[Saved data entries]
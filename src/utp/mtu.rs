//! Path-MTU discovery
//!
//! Bisection search between a floor the path is known to carry and a
//! ceiling it is known (or suspected) not to. Probes are ordinary data
//! packets sized to the midpoint and sent with the don't-fragment hint;
//! an acked probe raises the floor, a lost probe or an EMSGSIZE from
//! the socket lowers the ceiling. Once the bounds converge the search
//! goes quiet, re-expanding periodically to notice path changes.

use std::time::{Duration, Instant};

/// IPv4 + UDP header overhead subtracted from link MTUs
pub const UDP_OVERHEAD: usize = 28;

/// Stop bisecting when the bounds are this close
const CONVERGENCE_MARGIN: u16 = 16;

/// Delay between probes while searching
const PROBE_INTERVAL: Duration = Duration::from_secs(3);

/// Delay before re-expanding the bounds to re-check the path
const REPROBE_INTERVAL: Duration = Duration::from_secs(600);

/// Per-connection path-MTU prober
#[derive(Debug)]
pub struct MtuDiscovery {
    /// Largest link MTU known to work
    floor: u16,

    /// Smallest link MTU known (or suspected) not to work, plus one
    ceiling: u16,

    /// Configured search bounds, restored on re-probe
    configured_floor: u16,
    configured_ceiling: u16,

    /// Sequence number of the outstanding probe, if any
    probe_seq: Option<u16>,

    /// Size of the outstanding probe (link MTU bytes)
    probe_size: u16,

    /// When the last probe was sent or the search last converged
    last_activity: Instant,
}

impl MtuDiscovery {
    pub fn new(floor: u16, ceiling: u16) -> Self {
        Self {
            floor,
            ceiling,
            configured_floor: floor,
            configured_ceiling: ceiling,
            probe_seq: None,
            probe_size: 0,
            last_activity: Instant::now(),
        }
    }

    /// The UDP payload budget packets must fit in right now
    pub fn mss(&self) -> usize {
        self.floor as usize - UDP_OVERHEAD
    }

    /// Last good link MTU
    pub fn current_mtu(&self) -> u16 {
        self.floor
    }

    fn converged(&self) -> bool {
        self.ceiling - self.floor <= CONVERGENCE_MARGIN
    }

    /// UDP payload size the next probe should have, if one is due.
    /// At most one probe is outstanding at a time.
    pub fn probe_payload_size(&mut self, now: Instant) -> Option<usize> {
        if self.probe_seq.is_some() {
            return None;
        }

        if self.converged() {
            if now.duration_since(self.last_activity) < REPROBE_INTERVAL {
                return None;
            }
            // Path may have changed; restart the search
            self.floor = self.configured_floor;
            self.ceiling = self.configured_ceiling;
            if self.converged() {
                self.last_activity = now;
                return None;
            }
        } else if now.duration_since(self.last_activity) < PROBE_INTERVAL {
            return None;
        }

        let midpoint = self.floor + (self.ceiling - self.floor) / 2;
        self.probe_size = midpoint;
        Some(midpoint as usize - UDP_OVERHEAD)
    }

    /// A probe of the size last returned left with this sequence number
    pub fn on_probe_sent(&mut self, seq_nr: u16, now: Instant) {
        self.probe_seq = Some(seq_nr);
        self.last_activity = now;
    }

    /// True when `seq_nr` is the outstanding probe
    pub fn is_probe(&self, seq_nr: u16) -> bool {
        self.probe_seq == Some(seq_nr)
    }

    /// The probe was acked: the path carries its size
    pub fn on_probe_acked(&mut self, seq_nr: u16) {
        if self.probe_seq != Some(seq_nr) {
            return;
        }
        self.probe_seq = None;
        self.floor = self.floor.max(self.probe_size);
    }

    /// The probe timed out while other traffic flowed: too big
    pub fn on_probe_lost(&mut self, seq_nr: u16) {
        if self.probe_seq != Some(seq_nr) {
            return;
        }
        self.probe_seq = None;
        self.ceiling = self.ceiling.min(self.probe_size.saturating_sub(1)).max(self.floor);
    }

    /// The socket refused a datagram of `udp_payload` bytes outright
    pub fn on_message_too_large(&mut self, udp_payload: usize) {
        let link_size = (udp_payload + UDP_OVERHEAD) as u16;
        if link_size <= self.floor {
            // Even the floor doesn't fit; fall back to the configured
            // minimum and let probing sort it out
            self.floor = self.configured_floor;
        }
        self.ceiling = self.ceiling.min(link_size.saturating_sub(1)).max(self.floor);
        if self.probe_size >= link_size {
            self.probe_seq = None;
        }
    }
}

§ **PROBLEM STATEMENT**
Above this instruction are the records; retype exactly the lines from the one containing "notice path changes." up to and including the one containing "const REPROBE_INTERVAL: Duration".

§ **TASK ANSWER**
//! goes quiet, re-expanding periodically to notice path changes.

use std::time::{Duration, Instant};

/// IPv4 + UDP header overhead subtracted from link MTUs
pub const UDP_OVERHEAD: usize = 28;

/// Stop bisecting when the bounds are this close
const CONVERGENCE_MARGIN: u16 = 16;

/// Delay between probes while searching
const PROBE_INTERVAL: Duration = Duration::from_secs(3);

/// Delay before re-expanding the bounds to re-check the path
const REPROBE_INTERVAL: Duration = Duration::from_secs(600);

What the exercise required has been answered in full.